* The task *
Copy all lines below that use the word "Result".

══════════════════════════════

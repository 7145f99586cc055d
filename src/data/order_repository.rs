use crate::domain::order::Order;
use crate::domain::repository::OrderRepository;
use anyhow::Result;
use async_trait::async_trait;
use std::sync::Arc;
use tokio::sync::RwLock;
use tracing::{debug, instrument};

/// Orders kept in insertion order, which is also creation order.
#[derive(Clone, Default)]
pub struct InMemoryOrderRepository {
    storage: Arc<RwLock<Vec<Order>>>,
}

impl InMemoryOrderRepository {
    pub fn new() -> Self {
        Self::default()
    }
}

#[async_trait]
impl OrderRepository for InMemoryOrderRepository {
    #[instrument(skip(self), fields(order_id = %order.id, user_id = %order.user_id, hotel_id = %order.hotel_id))]
    async fn save_order(&self, order: Order) -> Result<()> {
        let mut storage = self.storage.write().await;
        storage.push(order);
        debug!(total_orders = storage.len(), "Order saved to memory storage");
        Ok(())
    }

    async fn find_orders_by_user(&self, user_id: &str) -> Result<Vec<Order>> {
        let storage = self.storage.read().await;
        Ok(storage
            .iter()
            .filter(|o| o.user_id == user_id)
            .cloned()
            .collect())
    }

    async fn list_orders(&self) -> Result<Vec<Order>> {
        let storage = self.storage.read().await;
        Ok(storage.clone())
    }
}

══════════════════════════════

* Expected output *
use anyhow::Result;
    async fn save_order(&self, order: Order) -> Result<()> {
    async fn find_orders_by_user(&self, user_id: &str) -> Result<Vec<Order>> {
    async fn list_orders(&self) -> Result<Vec<Order>> {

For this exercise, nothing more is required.